* [ASSIGNED TASK]: Below are entries; copy exactly the lines from the one with "while let Some(token)" through the one with "fn parse_float(lex: &logos::Lexer<Token>)", both included, and leave out the rest.
(Beginning of MATERIAL TO PROCESS)
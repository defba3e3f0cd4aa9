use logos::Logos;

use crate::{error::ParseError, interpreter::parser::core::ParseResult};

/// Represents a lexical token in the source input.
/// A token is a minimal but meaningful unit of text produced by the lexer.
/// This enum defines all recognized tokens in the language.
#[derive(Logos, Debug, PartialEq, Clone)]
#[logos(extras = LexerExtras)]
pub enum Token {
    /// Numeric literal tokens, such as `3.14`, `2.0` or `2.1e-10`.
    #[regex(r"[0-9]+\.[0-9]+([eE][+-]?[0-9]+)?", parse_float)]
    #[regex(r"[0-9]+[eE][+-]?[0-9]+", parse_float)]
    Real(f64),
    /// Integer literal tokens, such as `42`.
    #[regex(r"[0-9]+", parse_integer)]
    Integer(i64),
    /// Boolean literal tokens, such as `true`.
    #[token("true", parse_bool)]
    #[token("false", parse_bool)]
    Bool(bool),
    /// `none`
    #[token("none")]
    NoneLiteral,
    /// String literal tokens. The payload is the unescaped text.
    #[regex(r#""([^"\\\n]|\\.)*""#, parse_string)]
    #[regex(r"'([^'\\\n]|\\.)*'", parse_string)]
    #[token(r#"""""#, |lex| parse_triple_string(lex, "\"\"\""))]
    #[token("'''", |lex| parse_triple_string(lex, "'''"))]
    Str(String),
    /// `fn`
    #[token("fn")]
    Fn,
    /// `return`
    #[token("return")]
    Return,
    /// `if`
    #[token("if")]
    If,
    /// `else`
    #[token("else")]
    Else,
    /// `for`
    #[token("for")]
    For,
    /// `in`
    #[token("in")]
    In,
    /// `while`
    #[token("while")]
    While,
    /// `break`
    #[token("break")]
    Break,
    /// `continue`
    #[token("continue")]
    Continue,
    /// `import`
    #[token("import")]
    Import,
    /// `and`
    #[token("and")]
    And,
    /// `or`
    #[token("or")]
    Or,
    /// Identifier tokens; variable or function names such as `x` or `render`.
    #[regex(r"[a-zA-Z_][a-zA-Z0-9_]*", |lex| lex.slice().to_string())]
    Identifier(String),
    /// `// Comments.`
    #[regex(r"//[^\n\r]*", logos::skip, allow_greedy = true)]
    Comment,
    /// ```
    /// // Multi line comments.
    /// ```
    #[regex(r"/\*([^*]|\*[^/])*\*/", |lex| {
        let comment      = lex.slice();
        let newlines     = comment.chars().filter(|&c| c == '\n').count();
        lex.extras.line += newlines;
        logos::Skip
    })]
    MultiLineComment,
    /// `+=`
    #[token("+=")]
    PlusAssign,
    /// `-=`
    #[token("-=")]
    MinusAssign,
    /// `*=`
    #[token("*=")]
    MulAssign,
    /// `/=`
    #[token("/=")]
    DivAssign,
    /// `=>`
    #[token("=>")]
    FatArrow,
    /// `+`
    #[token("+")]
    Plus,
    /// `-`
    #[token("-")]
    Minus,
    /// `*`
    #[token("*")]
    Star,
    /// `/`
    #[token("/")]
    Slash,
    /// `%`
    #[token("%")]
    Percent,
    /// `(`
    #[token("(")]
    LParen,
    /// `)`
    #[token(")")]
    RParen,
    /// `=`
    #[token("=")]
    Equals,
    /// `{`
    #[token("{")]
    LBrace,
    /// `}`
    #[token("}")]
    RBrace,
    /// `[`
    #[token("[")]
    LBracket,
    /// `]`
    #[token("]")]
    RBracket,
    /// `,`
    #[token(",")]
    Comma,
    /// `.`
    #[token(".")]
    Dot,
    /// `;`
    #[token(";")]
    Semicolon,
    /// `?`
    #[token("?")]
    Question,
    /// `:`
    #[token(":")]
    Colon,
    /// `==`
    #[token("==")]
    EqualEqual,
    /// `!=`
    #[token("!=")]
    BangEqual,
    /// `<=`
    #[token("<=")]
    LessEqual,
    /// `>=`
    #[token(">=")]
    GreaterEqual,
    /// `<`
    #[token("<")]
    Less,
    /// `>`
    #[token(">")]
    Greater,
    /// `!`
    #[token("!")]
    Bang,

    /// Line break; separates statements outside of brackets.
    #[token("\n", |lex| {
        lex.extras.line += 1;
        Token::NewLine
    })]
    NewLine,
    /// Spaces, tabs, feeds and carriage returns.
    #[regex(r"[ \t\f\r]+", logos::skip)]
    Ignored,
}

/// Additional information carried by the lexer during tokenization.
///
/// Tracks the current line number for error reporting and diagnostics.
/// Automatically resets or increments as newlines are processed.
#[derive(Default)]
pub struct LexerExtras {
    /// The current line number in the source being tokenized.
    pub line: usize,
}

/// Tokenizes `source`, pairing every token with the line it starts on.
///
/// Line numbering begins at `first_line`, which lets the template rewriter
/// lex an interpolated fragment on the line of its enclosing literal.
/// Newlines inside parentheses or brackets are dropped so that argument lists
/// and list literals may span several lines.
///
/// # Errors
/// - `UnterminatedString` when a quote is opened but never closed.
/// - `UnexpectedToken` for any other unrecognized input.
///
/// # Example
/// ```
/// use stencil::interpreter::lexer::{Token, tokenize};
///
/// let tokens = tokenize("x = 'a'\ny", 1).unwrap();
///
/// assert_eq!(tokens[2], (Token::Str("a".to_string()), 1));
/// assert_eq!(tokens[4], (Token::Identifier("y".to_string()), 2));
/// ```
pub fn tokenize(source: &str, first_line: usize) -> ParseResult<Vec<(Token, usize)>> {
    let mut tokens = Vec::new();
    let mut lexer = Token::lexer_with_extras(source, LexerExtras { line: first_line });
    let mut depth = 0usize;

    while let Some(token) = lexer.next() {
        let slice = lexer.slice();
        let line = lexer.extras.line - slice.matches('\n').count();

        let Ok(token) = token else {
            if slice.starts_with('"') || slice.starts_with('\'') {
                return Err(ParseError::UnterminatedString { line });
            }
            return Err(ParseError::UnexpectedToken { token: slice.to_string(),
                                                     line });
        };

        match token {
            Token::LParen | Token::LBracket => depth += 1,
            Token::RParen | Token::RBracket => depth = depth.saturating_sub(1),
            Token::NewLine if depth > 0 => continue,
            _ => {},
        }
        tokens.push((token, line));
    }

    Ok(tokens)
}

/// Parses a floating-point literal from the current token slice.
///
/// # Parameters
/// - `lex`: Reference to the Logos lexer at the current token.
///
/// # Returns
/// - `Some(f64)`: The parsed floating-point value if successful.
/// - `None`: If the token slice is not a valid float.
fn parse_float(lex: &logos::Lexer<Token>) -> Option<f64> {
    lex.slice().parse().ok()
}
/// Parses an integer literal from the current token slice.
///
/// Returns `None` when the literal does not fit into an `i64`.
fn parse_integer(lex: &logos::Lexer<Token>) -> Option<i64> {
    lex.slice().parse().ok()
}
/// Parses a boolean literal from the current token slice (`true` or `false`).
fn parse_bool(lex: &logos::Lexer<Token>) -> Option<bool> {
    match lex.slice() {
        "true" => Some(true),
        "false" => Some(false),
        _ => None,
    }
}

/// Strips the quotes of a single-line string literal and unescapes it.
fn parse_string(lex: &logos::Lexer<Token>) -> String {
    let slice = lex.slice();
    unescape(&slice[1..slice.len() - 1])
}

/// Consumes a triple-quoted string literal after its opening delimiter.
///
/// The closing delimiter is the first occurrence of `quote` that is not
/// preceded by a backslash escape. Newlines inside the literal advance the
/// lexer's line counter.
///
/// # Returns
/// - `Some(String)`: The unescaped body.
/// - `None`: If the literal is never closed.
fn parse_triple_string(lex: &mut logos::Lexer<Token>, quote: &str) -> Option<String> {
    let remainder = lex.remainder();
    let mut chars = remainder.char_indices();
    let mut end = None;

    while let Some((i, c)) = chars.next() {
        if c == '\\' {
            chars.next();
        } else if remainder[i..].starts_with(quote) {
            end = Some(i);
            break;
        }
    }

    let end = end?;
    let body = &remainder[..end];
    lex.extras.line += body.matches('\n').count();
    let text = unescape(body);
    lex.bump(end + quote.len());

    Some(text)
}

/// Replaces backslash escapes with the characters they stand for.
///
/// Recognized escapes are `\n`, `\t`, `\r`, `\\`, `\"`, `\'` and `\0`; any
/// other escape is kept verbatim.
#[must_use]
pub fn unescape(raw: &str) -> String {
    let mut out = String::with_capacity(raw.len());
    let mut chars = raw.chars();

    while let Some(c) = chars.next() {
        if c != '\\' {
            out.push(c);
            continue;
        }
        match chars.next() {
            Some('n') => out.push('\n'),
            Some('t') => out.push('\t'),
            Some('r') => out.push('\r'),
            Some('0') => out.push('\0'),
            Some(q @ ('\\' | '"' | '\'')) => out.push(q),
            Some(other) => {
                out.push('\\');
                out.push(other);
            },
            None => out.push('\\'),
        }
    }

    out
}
(End of MATERIAL TO PROCESS)
(Beginning of MATERIAL TO PROCESS)
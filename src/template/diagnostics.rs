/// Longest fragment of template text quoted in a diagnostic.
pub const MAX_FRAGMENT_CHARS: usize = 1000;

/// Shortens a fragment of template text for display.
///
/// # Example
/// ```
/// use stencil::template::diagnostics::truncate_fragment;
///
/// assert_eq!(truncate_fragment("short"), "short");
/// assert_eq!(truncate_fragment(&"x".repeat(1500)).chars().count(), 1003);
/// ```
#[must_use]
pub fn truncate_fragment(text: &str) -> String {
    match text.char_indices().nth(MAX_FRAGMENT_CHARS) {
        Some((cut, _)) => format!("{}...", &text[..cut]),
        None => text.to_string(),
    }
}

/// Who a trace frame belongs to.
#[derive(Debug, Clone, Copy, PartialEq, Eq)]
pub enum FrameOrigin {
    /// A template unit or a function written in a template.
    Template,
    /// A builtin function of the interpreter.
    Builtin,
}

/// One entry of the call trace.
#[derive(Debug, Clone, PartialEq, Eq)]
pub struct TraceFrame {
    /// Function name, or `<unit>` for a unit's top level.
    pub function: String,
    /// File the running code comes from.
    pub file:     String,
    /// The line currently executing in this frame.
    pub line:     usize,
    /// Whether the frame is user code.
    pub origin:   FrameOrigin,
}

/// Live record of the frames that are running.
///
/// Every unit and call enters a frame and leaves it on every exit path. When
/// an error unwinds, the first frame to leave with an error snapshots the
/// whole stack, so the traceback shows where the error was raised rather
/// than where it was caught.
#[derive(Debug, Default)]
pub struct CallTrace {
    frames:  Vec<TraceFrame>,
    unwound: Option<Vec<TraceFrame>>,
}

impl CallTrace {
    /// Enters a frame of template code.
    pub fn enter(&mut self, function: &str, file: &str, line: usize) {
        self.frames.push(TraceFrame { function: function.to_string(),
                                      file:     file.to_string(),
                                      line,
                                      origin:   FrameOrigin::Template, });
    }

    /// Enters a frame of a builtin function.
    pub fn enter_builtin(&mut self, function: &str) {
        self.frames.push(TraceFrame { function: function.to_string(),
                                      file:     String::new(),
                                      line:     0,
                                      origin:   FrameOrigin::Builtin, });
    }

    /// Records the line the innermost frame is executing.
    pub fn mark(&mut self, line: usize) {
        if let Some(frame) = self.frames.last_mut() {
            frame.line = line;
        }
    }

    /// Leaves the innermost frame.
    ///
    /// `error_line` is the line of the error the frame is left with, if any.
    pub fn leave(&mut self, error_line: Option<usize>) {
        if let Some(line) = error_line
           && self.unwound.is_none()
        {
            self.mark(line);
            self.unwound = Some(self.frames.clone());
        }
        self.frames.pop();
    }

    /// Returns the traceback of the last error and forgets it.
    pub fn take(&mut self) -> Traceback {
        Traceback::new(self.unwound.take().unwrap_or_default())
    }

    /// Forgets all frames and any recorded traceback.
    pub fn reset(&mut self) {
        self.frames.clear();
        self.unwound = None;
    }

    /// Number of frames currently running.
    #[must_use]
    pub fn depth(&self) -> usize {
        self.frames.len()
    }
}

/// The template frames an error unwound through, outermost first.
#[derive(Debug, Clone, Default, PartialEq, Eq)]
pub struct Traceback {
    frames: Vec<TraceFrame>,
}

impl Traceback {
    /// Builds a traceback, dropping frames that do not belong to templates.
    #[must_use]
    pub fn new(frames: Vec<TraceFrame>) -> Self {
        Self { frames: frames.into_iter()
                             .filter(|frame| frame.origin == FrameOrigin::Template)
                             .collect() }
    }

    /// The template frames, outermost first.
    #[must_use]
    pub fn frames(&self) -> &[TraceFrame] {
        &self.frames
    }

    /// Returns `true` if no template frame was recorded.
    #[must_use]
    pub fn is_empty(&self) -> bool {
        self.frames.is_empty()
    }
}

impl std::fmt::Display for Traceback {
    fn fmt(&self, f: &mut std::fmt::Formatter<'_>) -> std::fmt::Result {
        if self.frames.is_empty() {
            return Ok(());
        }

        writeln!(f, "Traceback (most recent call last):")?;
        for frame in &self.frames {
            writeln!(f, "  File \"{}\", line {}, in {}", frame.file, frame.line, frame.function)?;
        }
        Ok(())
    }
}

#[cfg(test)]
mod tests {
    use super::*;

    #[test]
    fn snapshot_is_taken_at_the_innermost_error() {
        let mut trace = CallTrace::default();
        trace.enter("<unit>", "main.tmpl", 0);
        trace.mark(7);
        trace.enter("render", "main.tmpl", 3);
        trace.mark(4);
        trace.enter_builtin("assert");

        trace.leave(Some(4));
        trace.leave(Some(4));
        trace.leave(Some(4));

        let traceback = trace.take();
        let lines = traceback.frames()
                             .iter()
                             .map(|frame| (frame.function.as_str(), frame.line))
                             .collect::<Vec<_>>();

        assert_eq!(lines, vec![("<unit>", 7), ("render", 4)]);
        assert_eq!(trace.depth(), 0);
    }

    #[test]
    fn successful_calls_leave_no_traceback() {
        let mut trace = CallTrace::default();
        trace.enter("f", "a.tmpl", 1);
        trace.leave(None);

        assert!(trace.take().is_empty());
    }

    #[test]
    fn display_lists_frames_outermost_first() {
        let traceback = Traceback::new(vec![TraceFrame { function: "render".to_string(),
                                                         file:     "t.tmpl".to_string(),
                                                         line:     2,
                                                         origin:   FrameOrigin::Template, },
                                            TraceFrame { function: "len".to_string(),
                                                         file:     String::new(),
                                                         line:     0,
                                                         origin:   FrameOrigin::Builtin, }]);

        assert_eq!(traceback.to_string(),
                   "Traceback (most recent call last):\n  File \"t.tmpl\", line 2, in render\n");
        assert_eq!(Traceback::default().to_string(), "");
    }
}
(End of MATERIAL TO PROCESS)
* [EXERCISE OUTPUT]:
    while let Some(token) = lexer.next() {
        let slice = lexer.slice();
        let line = lexer.extras.line - slice.matches('\n').count();

        let Ok(token) = token else {
            if slice.starts_with('"') || slice.starts_with('\'') {
                return Err(ParseError::UnterminatedString { line });
            }
            return Err(ParseError::UnexpectedToken { token: slice.to_string(),
                                                     line });
        };

        match token {
            Token::LParen | Token::LBracket => depth += 1,
            Token::RParen | Token::RBracket => depth = depth.saturating_sub(1),
            Token::NewLine if depth > 0 => continue,
            _ => {},
        }
        tokens.push((token, line));
    }

    Ok(tokens)
}

/// Parses a floating-point literal from the current token slice.
///
/// # Parameters
/// - `lex`: Reference to the Logos lexer at the current token.
///
/// # Returns
/// - `Some(f64)`: The parsed floating-point value if successful.
/// - `None`: If the token slice is not a valid float.
fn parse_float(lex: &logos::Lexer<Token>) -> Option<f64> {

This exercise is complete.